Stored items
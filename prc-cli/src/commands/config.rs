//! Config command - show the effective configuration

use clap::Args;
use prc_core::{Config, Secrets};

use super::Context;

/// Show the effective configuration
#[derive(Args, Debug)]
pub struct ConfigArgs {
    /// Create a secrets file template for the GitHub token
    #[arg(long)]
    pub init_secrets: bool,
}

impl ConfigArgs {
    /// Execute the config command
    pub fn execute(&self, ctx: &Context) -> anyhow::Result<()> {
        if self.init_secrets {
            let path = Secrets::create_template()?;
            println!("Created {}", path.display());
            println!("Add your token, then keep the file private (chmod 600).");
            return Ok(());
        }

        println!("gh-comment Configuration");
        println!("========================");
        println!();
        print!("{}", ctx.config.to_toml()?);
        println!();

        if let Some(path) = Config::default_config_path() {
            println!("Config file: {}", path.display());
            if path.exists() {
                println!("  (exists)");
            } else {
                println!("  (not found - using defaults)");
            }
        }

        let token = Secrets::load()
            .ok()
            .and_then(|secrets| secrets.github_token())
            .is_some();
        println!(
            "GitHub token: {}",
            if token { "found" } else { "not found (set GITHUB_TOKEN or run with --init-secrets)" }
        );

        Ok(())
    }
}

What you are asked to do:
Every line of the data must be reproduced exactly.

Task result:
filename prc-cli/src/commands/config.rs
//! Config command - show the effective configuration

use clap::Args;
use prc_core::{Config, Secrets};

use super::Context;

/// Show the effective configuration
#[derive(Args, Debug)]
pub struct ConfigArgs {
    /// Create a secrets file template for the GitHub token
    #[arg(long)]
    pub init_secrets: bool,
}

impl ConfigArgs {
    /// Execute the config command
    pub fn execute(&self, ctx: &Context) -> anyhow::Result<()> {
        if self.init_secrets {
            let path = Secrets::create_template()?;
            println!("Created {}", path.display());
            println!("Add your token, then keep the file private (chmod 600).");
            return Ok(());
        }

        println!("gh-comment Configuration");
        println!("========================");
        println!();
        print!("{}", ctx.config.to_toml()?);
        println!();

        if let Some(path) = Config::default_config_path() {
            println!("Config file: {}", path.display());
            if path.exists() {
                println!("  (exists)");
            } else {
                println!("  (not found - using defaults)");
            }
        }

        let token = Secrets::load()
            .ok()
            .and_then(|secrets| secrets.github_token())
            .is_some();
        println!(
            "GitHub token: {}",
            if token { "found" } else { "not found (set GITHUB_TOKEN or run with --init-secrets)" }
        );

        Ok(())
    }
}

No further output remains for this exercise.